_Work task_
Across the entries below, how many lines contain the string "join"? Give only the count.

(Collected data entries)
+ + + + + + +

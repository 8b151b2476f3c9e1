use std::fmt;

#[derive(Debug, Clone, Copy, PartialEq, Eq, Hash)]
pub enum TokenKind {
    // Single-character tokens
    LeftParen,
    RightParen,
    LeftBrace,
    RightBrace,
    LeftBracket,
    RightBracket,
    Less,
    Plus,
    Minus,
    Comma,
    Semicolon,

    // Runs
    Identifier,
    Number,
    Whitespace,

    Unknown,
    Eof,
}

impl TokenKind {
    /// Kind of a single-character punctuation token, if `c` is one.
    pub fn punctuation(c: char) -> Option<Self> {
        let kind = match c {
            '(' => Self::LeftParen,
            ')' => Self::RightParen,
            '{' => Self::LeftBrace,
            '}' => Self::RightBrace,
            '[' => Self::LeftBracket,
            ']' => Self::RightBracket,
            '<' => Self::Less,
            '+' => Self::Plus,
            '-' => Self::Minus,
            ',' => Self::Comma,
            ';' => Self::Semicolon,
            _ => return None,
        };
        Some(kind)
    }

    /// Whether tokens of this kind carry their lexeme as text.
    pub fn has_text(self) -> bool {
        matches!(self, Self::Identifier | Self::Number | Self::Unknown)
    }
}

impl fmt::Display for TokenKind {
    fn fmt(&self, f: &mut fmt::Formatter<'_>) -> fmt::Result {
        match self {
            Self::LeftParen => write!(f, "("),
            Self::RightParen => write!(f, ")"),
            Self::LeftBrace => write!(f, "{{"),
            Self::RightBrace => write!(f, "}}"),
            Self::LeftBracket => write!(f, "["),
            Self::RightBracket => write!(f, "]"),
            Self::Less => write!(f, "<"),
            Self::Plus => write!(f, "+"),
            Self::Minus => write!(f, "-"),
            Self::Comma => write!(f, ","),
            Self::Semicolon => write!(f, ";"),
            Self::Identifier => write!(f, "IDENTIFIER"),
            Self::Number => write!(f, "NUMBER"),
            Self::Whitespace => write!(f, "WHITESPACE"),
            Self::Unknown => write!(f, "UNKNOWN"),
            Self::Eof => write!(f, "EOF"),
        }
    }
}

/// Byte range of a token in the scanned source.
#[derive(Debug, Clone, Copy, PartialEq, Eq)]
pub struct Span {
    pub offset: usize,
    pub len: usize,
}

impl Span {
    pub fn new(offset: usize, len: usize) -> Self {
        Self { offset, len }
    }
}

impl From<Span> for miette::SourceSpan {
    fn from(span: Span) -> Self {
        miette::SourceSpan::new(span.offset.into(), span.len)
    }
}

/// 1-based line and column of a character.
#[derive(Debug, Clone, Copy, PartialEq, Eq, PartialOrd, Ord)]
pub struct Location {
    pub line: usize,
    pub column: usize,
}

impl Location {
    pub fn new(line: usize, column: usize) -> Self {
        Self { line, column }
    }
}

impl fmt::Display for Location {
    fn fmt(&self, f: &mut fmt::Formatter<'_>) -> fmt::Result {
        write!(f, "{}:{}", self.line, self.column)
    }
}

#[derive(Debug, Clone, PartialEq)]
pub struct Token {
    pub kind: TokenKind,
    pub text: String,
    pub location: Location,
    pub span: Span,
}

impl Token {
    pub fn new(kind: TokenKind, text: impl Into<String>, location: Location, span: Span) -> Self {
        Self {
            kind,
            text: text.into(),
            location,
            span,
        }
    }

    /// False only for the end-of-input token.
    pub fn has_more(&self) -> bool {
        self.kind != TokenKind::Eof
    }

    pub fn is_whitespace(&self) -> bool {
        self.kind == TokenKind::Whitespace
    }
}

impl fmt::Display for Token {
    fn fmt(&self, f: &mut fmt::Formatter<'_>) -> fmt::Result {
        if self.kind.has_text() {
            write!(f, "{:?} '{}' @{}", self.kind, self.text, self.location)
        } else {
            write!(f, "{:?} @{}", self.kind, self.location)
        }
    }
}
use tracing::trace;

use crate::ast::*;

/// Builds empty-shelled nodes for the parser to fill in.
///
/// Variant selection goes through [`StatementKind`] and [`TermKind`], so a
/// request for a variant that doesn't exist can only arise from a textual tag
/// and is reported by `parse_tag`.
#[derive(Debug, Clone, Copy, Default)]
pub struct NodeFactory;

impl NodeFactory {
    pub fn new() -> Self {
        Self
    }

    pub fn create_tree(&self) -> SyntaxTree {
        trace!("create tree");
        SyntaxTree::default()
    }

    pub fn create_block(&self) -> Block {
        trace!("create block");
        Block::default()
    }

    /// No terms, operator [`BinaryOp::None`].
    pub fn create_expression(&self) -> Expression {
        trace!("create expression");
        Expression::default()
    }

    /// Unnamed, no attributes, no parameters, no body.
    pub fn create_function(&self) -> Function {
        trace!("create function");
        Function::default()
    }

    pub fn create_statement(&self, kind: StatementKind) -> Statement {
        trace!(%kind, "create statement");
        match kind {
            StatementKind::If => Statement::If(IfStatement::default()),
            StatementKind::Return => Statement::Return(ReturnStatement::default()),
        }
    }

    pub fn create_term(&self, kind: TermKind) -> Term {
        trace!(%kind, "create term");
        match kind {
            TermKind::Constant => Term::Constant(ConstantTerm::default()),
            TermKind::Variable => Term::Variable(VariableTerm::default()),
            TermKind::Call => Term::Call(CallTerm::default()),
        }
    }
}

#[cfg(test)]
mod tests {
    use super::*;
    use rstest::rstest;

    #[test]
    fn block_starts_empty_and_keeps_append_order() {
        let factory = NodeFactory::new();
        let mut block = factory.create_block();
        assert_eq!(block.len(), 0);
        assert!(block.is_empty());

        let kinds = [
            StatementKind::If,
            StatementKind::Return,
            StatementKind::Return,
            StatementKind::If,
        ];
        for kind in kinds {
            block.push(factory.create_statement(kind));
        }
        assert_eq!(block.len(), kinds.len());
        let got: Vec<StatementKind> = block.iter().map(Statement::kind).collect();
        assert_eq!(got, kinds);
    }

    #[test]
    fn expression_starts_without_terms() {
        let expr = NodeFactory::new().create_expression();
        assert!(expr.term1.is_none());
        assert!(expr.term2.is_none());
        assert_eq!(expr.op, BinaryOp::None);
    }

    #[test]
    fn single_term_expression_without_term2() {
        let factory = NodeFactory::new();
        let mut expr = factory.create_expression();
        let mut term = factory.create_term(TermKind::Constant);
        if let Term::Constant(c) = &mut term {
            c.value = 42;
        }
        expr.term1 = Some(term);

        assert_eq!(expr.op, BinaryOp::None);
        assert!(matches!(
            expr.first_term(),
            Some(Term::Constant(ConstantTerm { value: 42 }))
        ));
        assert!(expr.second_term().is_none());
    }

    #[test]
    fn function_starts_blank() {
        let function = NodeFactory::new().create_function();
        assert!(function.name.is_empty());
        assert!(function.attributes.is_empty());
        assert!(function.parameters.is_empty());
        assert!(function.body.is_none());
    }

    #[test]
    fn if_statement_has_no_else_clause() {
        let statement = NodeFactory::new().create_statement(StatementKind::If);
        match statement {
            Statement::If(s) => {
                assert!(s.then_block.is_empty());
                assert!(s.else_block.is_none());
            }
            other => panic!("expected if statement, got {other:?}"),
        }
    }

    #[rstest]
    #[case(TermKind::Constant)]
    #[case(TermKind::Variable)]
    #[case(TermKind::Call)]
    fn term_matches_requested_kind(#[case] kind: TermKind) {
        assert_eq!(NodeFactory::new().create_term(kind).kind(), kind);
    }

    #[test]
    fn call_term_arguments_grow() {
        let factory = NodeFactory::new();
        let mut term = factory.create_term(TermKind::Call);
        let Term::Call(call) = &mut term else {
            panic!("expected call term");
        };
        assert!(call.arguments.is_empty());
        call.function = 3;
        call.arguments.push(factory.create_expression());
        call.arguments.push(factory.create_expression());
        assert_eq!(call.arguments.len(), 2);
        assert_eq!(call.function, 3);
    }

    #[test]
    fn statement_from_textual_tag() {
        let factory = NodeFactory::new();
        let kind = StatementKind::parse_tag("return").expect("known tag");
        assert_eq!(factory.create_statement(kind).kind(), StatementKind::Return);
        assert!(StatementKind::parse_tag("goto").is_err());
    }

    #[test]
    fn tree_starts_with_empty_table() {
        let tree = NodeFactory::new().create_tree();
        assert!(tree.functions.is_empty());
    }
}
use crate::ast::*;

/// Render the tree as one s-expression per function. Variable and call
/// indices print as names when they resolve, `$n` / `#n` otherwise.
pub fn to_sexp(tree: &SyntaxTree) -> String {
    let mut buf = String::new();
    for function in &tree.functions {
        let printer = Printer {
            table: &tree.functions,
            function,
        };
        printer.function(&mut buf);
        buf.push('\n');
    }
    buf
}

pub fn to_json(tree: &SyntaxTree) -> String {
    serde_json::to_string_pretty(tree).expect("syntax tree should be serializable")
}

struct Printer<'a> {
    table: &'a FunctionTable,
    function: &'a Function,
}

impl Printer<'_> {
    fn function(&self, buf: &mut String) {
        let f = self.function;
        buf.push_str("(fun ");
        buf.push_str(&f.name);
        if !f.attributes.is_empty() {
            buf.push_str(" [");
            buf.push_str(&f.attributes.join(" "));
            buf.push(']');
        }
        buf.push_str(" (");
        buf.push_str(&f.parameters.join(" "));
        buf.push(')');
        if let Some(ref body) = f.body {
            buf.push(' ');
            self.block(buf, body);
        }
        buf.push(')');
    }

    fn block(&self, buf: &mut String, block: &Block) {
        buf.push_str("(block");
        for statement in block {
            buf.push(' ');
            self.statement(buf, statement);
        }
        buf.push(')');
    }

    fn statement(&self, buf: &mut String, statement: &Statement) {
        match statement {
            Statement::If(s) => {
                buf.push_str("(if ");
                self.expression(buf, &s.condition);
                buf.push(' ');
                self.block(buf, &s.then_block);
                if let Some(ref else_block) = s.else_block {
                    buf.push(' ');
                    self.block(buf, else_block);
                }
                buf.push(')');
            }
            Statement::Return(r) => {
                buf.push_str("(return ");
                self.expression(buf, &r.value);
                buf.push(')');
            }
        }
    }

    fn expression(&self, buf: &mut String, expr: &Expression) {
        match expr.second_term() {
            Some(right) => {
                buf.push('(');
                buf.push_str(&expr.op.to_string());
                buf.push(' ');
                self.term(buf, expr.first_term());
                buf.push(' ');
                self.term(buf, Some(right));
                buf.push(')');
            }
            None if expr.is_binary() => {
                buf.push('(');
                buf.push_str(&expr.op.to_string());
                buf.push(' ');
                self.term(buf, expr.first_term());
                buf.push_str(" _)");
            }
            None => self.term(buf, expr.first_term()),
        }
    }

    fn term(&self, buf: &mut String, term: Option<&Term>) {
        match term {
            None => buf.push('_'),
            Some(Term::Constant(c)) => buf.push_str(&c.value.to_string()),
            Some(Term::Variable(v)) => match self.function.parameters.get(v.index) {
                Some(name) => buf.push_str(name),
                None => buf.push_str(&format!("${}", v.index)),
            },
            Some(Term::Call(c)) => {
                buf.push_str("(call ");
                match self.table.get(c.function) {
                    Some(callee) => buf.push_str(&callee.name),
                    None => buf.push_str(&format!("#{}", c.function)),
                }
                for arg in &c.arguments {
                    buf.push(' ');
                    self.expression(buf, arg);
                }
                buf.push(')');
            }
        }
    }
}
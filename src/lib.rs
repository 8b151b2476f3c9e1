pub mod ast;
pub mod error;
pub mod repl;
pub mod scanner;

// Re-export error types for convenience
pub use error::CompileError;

+ + + + + + +

_Response to this exercise_
2